Saturday, July 7, 2012

The high-speed nonsense of Ray Lahood

The high-speed nonsense of Ray Lahood
By: David Harsanyi
7/5/2012 06:45 PM

It’s not every day you hear a cabinet member praising authoritarians abroad. Then again, Transportation Secretary Ray LaHood unleashes so many preposterous statements he makes Joe Biden look like a high priest of Vulcan.

In my career, I’ve been lucky enough to meet cabinet members, governors, senators and even a few presidential candidates, but, honestly, I’ve never met anyone less impressive at the higher levels of government than LaHood. When I listened to him claim that commercial flying was a perilous mode of transportation, heard him say that bullet trains would soon replace cars and claim that building more bike lanes would solve the congestion problems in major cities … well, how can I put this: giving someone this silly a cabinet position should be an impeachable offense. Remember this is the guy who recklessly, and without evidence, suggested Americans “stop driving” Toyota for safety reasons right in the middle of the debate over the General Motors rescue.

So, with that said, I’m not surprised to read that LaHood is busy admiring solution-based Chinese authoritarianism at Aspen Ideas Festival.

“The Chinese are more successful [in building infrastructure] because in their country, only three people make the decision. In our country, 3,000 people do,” LaHood said in a short interview with The Cable on the sidelines of the 2012 Aspen Ideas Festival on June 30. “In a country where only three people make the decision, they can decide where to put their rail line, get the money, and do it. We don’t do it that way in America.”

“Two years ago, between 50 to 60 Republicans were elected to the House of Representatives to come to Washington to do nothing, and that’s what they’ve done and they’ve stopped any progress. Those people don’t have any vision about what the government can do. That’s been a real inhibitor in our ability to think outside the box and think big,” he said.


The problem — beyond the idea of spending untold billions on the antiquated technology of static choo-choo trains — is that the three people making all these wonderful decisions in China now have a high-speed rail system plagued by failure, corruption, out-of-control costs and legitimate safety concerns.
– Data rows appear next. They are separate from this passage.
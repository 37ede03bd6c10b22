//! # Router Module
//!
//! Routes are registered once at startup from [`HttpService`] declarations
//! and looked up per request by normalized path.
//!
//! ## Architecture
//!
//! 1. **Declaration**: each service lists its operations with the
//!    [`Operation`] builder. The handler closure's shape (0, 1 or 2 bound
//!    parameters) is captured in an [`Invoker`] variant, so nothing about the
//!    signature is inspected per request.
//!
//! 2. **Registration**: [`RouteRegistry::register`] keys every route by its
//!    normalized path. A second route on the same path is skipped and
//!    reported as a [`RegistrationError`].
//!
//! 3. **Lookup**: [`RouteRegistry::resolve`] is a single hash map lookup.
//!
//! ## Example
//!
//! ```rust
//! use routegate::content::field;
//! use routegate::render::JsonResult;
//! use routegate::router::{Operation, RouteRegistry};
//! use routegate::service::{HttpService, ServiceDeclaration};
//! use serde_json::json;
//!
//! struct Users;
//!
//! impl HttpService for Users {
//!     fn operations() -> Vec<Operation<Self>> {
//!         vec![Operation::get("/Users/Find/")
//!             .secured()
//!             .handle1(field::<u64>("id"), |_svc: &Users, id| {
//!                 Ok(JsonResult::ok(json!({ "id": id })))
//!             })]
//!     }
//! }
//!
//! let mut registry = RouteRegistry::new();
//! let errors = registry.register([ServiceDeclaration::of::<Users>()]);
//! assert!(errors.is_empty());
//! assert!(registry.resolve("/users/find").is_some());
//! ```
//!
//! [`HttpService`]: crate::service::HttpService

mod core;
mod operation;

pub use core::{RegistrationError, Route, RouteRegistry};
pub use operation::{BoundParam, Invoker, Operation, OperationBuilder};

pub(crate) use operation::Arg;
Listen, I’m sure American companies would create safe high-speed rail systems — we don’t want to engage in gratuitous scaremongering. And I’m not suggesting that three people can’t, theoretically speaking, make better decisions that 300 million people. What I am saying is that those in congress standing in the way of high-speed rail subsidies have a lot clearer vision about government actually does and costs than Ray LaHood.